**** Data ****

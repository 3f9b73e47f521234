mod face;

use std::path::{Path, PathBuf};
use std::process::ExitCode;
use std::sync::Arc;

use anyhow::{Context, Result, anyhow};
use browser_pilot::driver::ChromeDriver;
use browser_pilot::oracle::OpenAiOracle;
use browser_pilot::{Config, Controller, ControllerEvent};
use clap::Parser;
use dotenvy::dotenv;
use face::UiEvent;
use tokio::io::{AsyncBufRead, AsyncBufReadExt, BufReader, Lines};
use tokio::sync::broadcast;
use tracing::{info, warn};
use tracing_subscriber::EnvFilter;

/// Drive a Chrome browser with natural-language commands.
#[derive(Parser, Debug)]
#[command(name = "agent", version)]
struct Cli {
    /// Plan and execute one task, then exit (0 when the plan completes).
    #[arg(long)]
    task: Option<String>,

    /// Config file (defaults to <config dir>/browser-pilot/config.toml).
    #[arg(long)]
    config: Option<PathBuf>,

    /// Override `browser.headless`.
    #[arg(long)]
    headless: Option<bool>,

    /// Serve the web UI instead of reading commands from stdin.
    #[arg(long)]
    serve: bool,

    #[arg(long, default_value_t = 3000)]
    port: u16,

    /// Write the session's action log to this file before exiting.
    #[arg(long)]
    log_file: Option<PathBuf>,
}

#[tokio::main]
async fn main() -> Result<ExitCode> {
    dotenv().ok();
    tracing_subscriber::fmt()
        .with_env_filter(EnvFilter::try_from_default_env().unwrap_or_else(|_| EnvFilter::new("info")))
        .with_writer(std::io::stderr)
        .init();

    let cli = Cli::parse();
    let mut config = Config::load(cli.config.as_deref()).context("loading configuration")?;
    if let Some(headless) = cli.headless {
        config.browser.headless = headless;
    }

    let oracle = OpenAiOracle::from_env(&config.oracle)?;

    // Chrome can take a while to come up; keep it off the runtime threads.
    info!("launching Chrome");
    let browser_config = config.browser.clone();
    let driver = tokio::task::spawn_blocking(move || ChromeDriver::launch(&browser_config))
        .await
        .map_err(|e| anyhow!("browser launch panicked: {e}"))??;

    let mut controller = Controller::start(Arc::new(driver), Arc::new(oracle), &config).await?;
    info!(page = %controller.session().snapshot().summary(), "ready");

    let code = if cli.serve {
        serve(&mut controller, cli.port).await?
    } else if let Some(task) = cli.task.as_deref() {
        one_shot(&mut controller, task).await
    } else {
        repl(&mut controller).await?
    };

    if let Some(path) = cli.log_file.as_deref() {
        save_log(&controller, path);
    }
    Ok(code)
}

fn print_events(mut rx: broadcast::Receiver<ControllerEvent>) -> tokio::task::JoinHandle<()> {
    tokio::spawn(async move {
        loop {
            match rx.recv().await {
                Ok(event) => println!("{event}"),
                Err(broadcast::error::RecvError::Lagged(missed)) => {
                    warn!(missed, "progress output fell behind");
                }
                Err(broadcast::error::RecvError::Closed) => break,
            }
        }
    })
}

async fn one_shot(controller: &mut Controller, task: &str) -> ExitCode {
    let printer = print_events(controller.subscribe());
    let token = controller.cancellation_token();
    let watcher = cancel_on_ctrl_c(token);

    let result = controller.run_task(task).await;
    watcher.abort();
    printer.abort();

    match result {
        Ok(report) => {
            println!("{report}");
            if report.completed() {
                ExitCode::SUCCESS
            } else {
                ExitCode::FAILURE
            }
        }
        Err(e) => {
            println!("task failed: {e}");
            println!("page: {}", controller.session().snapshot().summary());
            ExitCode::FAILURE
        }
    }
}

async fn repl(controller: &mut Controller) -> Result<ExitCode> {
    let printer = print_events(controller.subscribe());
    let mut lines = BufReader::new(tokio::io::stdin()).lines();
    let mut last_ok = true;

    println!(
        "Type a command (\"log\" shows recent activity, \"quit\" exits). Ctrl-C cancels the running command, or exits when idle."
    );
    loop {
        let Some(line) = next_command(&mut lines, ctrl_c()).await? else {
            break;
        };
        let line = line.trim();
        if line.is_empty() {
            continue;
        }
        if matches!(line, "quit" | "exit") {
            break;
        }
        if line == "log" {
            for entry in controller.session().recent_log(20) {
                println!("{entry}");
            }
            continue;
        }

        let token = controller.cancellation_token();
        let watcher = cancel_on_ctrl_c(token);
        let result = controller.handle(line).await;
        watcher.abort();

        last_ok = match result {
            Ok(outcome) => {
                println!("{outcome}");
                outcome.is_success()
            }
            Err(e) => {
                println!("{e}");
                false
            }
        };
    }
    printer.abort();

    Ok(if last_ok {
        ExitCode::SUCCESS
    } else {
        ExitCode::FAILURE
    })
}

/// Resolves on Ctrl-C. Never resolves if the signal cannot be watched.
async fn ctrl_c() {
    if tokio::signal::ctrl_c().await.is_err() {
        std::future::pending::<()>().await;
    }
}

/// Next input line, or `None` at end of input or when `interrupt` fires first.
/// Once a Ctrl-C listener has been registered the default handler no longer
/// exits the process, so the idle prompt has to watch for it too.
async fn next_command<R>(
    lines: &mut Lines<R>,
    interrupt: impl Future<Output = ()>,
) -> Result<Option<String>>
where
    R: AsyncBufRead + Unpin,
{
    tokio::select! {
        line = lines.next_line() => Ok(line?),
        _ = interrupt => {
            println!();
            Ok(None)
        }
    }
}

async fn serve(controller: &mut Controller, port: u16) -> Result<ExitCode> {
    let mut server = face::start_server(port).await?;
    println!("Web UI running at http://localhost:{}", server.port);

    let ui = server.events.clone();
    let mut rx = controller.subscribe();
    let forwarder = tokio::spawn(async move {
        loop {
            match rx.recv().await {
                Ok(event) => {
                    let _ = ui.send(UiEvent::Progress {
                        text: event.to_string(),
                        event,
                    });
                }
                Err(broadcast::error::RecvError::Lagged(_)) => continue,
                Err(broadcast::error::RecvError::Closed) => break,
            }
        }
    });

    loop {
        let command = tokio::select! {
            command = server.commands.recv() => command,
            _ = tokio::signal::ctrl_c() => None,
        };
        let Some(command) = command else { break };

        let token = controller.cancellation_token();
        set_slot(&server.cancel, Some(token));
        let result = controller.handle(&command).await;
        set_slot(&server.cancel, None);

        let (success, text) = match result {
            Ok(outcome) => (outcome.is_success(), outcome.to_string()),
            Err(e) => (
                false,
                format!("{e}\npage: {}", controller.session().snapshot().summary()),
            ),
        };
        let _ = server.events.send(UiEvent::Result { success, text });
        let _ = server.events.send(UiEvent::Ready);
    }

    forwarder.abort();
    Ok(ExitCode::SUCCESS)
}

fn set_slot(slot: &face::CancelSlot, token: Option<tokio_util::sync::CancellationToken>) {
    *slot.lock().unwrap_or_else(|poisoned| poisoned.into_inner()) = token;
}

fn cancel_on_ctrl_c(token: tokio_util::sync::CancellationToken) -> tokio::task::JoinHandle<()> {
    tokio::spawn(async move {
        if tokio::signal::ctrl_c().await.is_ok() {
            eprintln!("cancelling; the current browser action will finish first");
            token.cancel();
        }
    })
}

fn save_log(controller: &Controller, path: &Path) {
    match controller.session().save_log(path) {
        Ok(()) => info!(path = %path.display(), "action log saved"),
        Err(e) => warn!(path = %path.display(), error = %e, "could not save action log"),
    }
}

****

Task goal:
Each entry is to be given again, exactly as it stands.

Exercise answer:
repository 3f9b73e47f521234
mod face;

use std::path::{Path, PathBuf};
use std::process::ExitCode;
use std::sync::Arc;

use anyhow::{Context, Result, anyhow};
use browser_pilot::driver::ChromeDriver;
use browser_pilot::oracle::OpenAiOracle;
use browser_pilot::{Config, Controller, ControllerEvent};
use clap::Parser;
use dotenvy::dotenv;
use face::UiEvent;
use tokio::io::{AsyncBufRead, AsyncBufReadExt, BufReader, Lines};
use tokio::sync::broadcast;
use tracing::{info, warn};
use tracing_subscriber::EnvFilter;

/// Drive a Chrome browser with natural-language commands.
#[derive(Parser, Debug)]
#[command(name = "agent", version)]
struct Cli {
    /// Plan and execute one task, then exit (0 when the plan completes).
    #[arg(long)]
    task: Option<String>,

    /// Config file (defaults to <config dir>/browser-pilot/config.toml).
    #[arg(long)]
    config: Option<PathBuf>,

    /// Override `browser.headless`.
    #[arg(long)]
    headless: Option<bool>,

    /// Serve the web UI instead of reading commands from stdin.
    #[arg(long)]
    serve: bool,

    #[arg(long, default_value_t = 3000)]
    port: u16,

    /// Write the session's action log to this file before exiting.
    #[arg(long)]
    log_file: Option<PathBuf>,
}

#[tokio::main]
async fn main() -> Result<ExitCode> {
    dotenv().ok();
    tracing_subscriber::fmt()
        .with_env_filter(EnvFilter::try_from_default_env().unwrap_or_else(|_| EnvFilter::new("info")))
        .with_writer(std::io::stderr)
        .init();

    let cli = Cli::parse();
    let mut config = Config::load(cli.config.as_deref()).context("loading configuration")?;
    if let Some(headless) = cli.headless {
        config.browser.headless = headless;
    }

    let oracle = OpenAiOracle::from_env(&config.oracle)?;

    // Chrome can take a while to come up; keep it off the runtime threads.
    info!("launching Chrome");
    let browser_config = config.browser.clone();
    let driver = tokio::task::spawn_blocking(move || ChromeDriver::launch(&browser_config))
        .await
        .map_err(|e| anyhow!("browser launch panicked: {e}"))??;

    let mut controller = Controller::start(Arc::new(driver), Arc::new(oracle), &config).await?;
    info!(page = %controller.session().snapshot().summary(), "ready");

    let code = if cli.serve {
        serve(&mut controller, cli.port).await?
    } else if let Some(task) = cli.task.as_deref() {
        one_shot(&mut controller, task).await
    } else {
        repl(&mut controller).await?
    };

    if let Some(path) = cli.log_file.as_deref() {
        save_log(&controller, path);
    }
    Ok(code)
}

fn print_events(mut rx: broadcast::Receiver<ControllerEvent>) -> tokio::task::JoinHandle<()> {
    tokio::spawn(async move {
        loop {
            match rx.recv().await {
                Ok(event) => println!("{event}"),
                Err(broadcast::error::RecvError::Lagged(missed)) => {
                    warn!(missed, "progress output fell behind");
                }
                Err(broadcast::error::RecvError::Closed) => break,
            }
        }
    })
}

async fn one_shot(controller: &mut Controller, task: &str) -> ExitCode {
    let printer = print_events(controller.subscribe());
    let token = controller.cancellation_token();
    let watcher = cancel_on_ctrl_c(token);

    let result = controller.run_task(task).await;
    watcher.abort();
    printer.abort();

    match result {
        Ok(report) => {
            println!("{report}");
            if report.completed() {
                ExitCode::SUCCESS
            } else {
                ExitCode::FAILURE
            }
        }
        Err(e) => {
            println!("task failed: {e}");
            println!("page: {}", controller.session().snapshot().summary());
            ExitCode::FAILURE
        }
    }
}

async fn repl(controller: &mut Controller) -> Result<ExitCode> {
    let printer = print_events(controller.subscribe());
    let mut lines = BufReader::new(tokio::io::stdin()).lines();
    let mut last_ok = true;

    println!(
        "Type a command (\"log\" shows recent activity, \"quit\" exits). Ctrl-C cancels the running command, or exits when idle."
    );
    loop {
        let Some(line) = next_command(&mut lines, ctrl_c()).await? else {
            break;
        };
        let line = line.trim();
        if line.is_empty() {
            continue;
        }
        if matches!(line, "quit" | "exit") {
            break;
        }
        if line == "log" {
            for entry in controller.session().recent_log(20) {
                println!("{entry}");
            }
            continue;
        }

        let token = controller.cancellation_token();
        let watcher = cancel_on_ctrl_c(token);
        let result = controller.handle(line).await;
        watcher.abort();

        last_ok = match result {
            Ok(outcome) => {
                println!("{outcome}");
                outcome.is_success()
            }
            Err(e) => {
                println!("{e}");
                false
            }
        };
    }
    printer.abort();

    Ok(if last_ok {
        ExitCode::SUCCESS
    } else {
        ExitCode::FAILURE
    })
}

/// Resolves on Ctrl-C. Never resolves if the signal cannot be watched.
async fn ctrl_c() {
    if tokio::signal::ctrl_c().await.is_err() {
        std::future::pending::<()>().await;
    }
}

/// Next input line, or `None` at end of input or when `interrupt` fires first.
/// Once a Ctrl-C listener has been registered the default handler no longer
/// exits the process, so the idle prompt has to watch for it too.
async fn next_command<R>(
    lines: &mut Lines<R>,
    interrupt: impl Future<Output = ()>,
) -> Result<Option<String>>
where
    R: AsyncBufRead + Unpin,
{
    tokio::select! {
        line = lines.next_line() => Ok(line?),
        _ = interrupt => {
            println!();
            Ok(None)
        }
    }
}

async fn serve(controller: &mut Controller, port: u16) -> Result<ExitCode> {
    let mut server = face::start_server(port).await?;
    println!("Web UI running at http://localhost:{}", server.port);

    let ui = server.events.clone();
    let mut rx = controller.subscribe();
    let forwarder = tokio::spawn(async move {
        loop {
            match rx.recv().await {
                Ok(event) => {
                    let _ = ui.send(UiEvent::Progress {
                        text: event.to_string(),
                        event,
                    });
                }
                Err(broadcast::error::RecvError::Lagged(_)) => continue,
                Err(broadcast::error::RecvError::Closed) => break,
            }
        }
    });

    loop {
        let command = tokio::select! {
            command = server.commands.recv() => command,
            _ = tokio::signal::ctrl_c() => None,
        };
        let Some(command) = command else { break };

        let token = controller.cancellation_token();
        set_slot(&server.cancel, Some(token));
        let result = controller.handle(&command).await;
        set_slot(&server.cancel, None);

        let (success, text) = match result {
            Ok(outcome) => (outcome.is_success(), outcome.to_string()),
            Err(e) => (
                false,
                format!("{e}\npage: {}", controller.session().snapshot().summary()),
            ),
        };
        let _ = server.events.send(UiEvent::Result { success, text });
        let _ = server.events.send(UiEvent::Ready);
    }

    forwarder.abort();
    Ok(ExitCode::SUCCESS)
}

fn set_slot(slot: &face::CancelSlot, token: Option<tokio_util::sync::CancellationToken>) {
    *slot.lock().unwrap_or_else(|poisoned| poisoned.into_inner()) = token;
}

fn cancel_on_ctrl_c(token: tokio_util::sync::CancellationToken) -> tokio::task::JoinHandle<()> {
    tokio::spawn(async move {
        if tokio::signal::ctrl_c().await.is_ok() {
            eprintln!("cancelling; the current browser action will finish first");
            token.cancel();
        }
    })
}

fn save_log(controller: &Controller, path: &Path) {
    match controller.session().save_log(path) {
        Ok(()) => info!(path = %path.display(), "action log saved"),
        Err(e) => warn!(path = %path.display(), error = %e, "could not save action log"),
    }
}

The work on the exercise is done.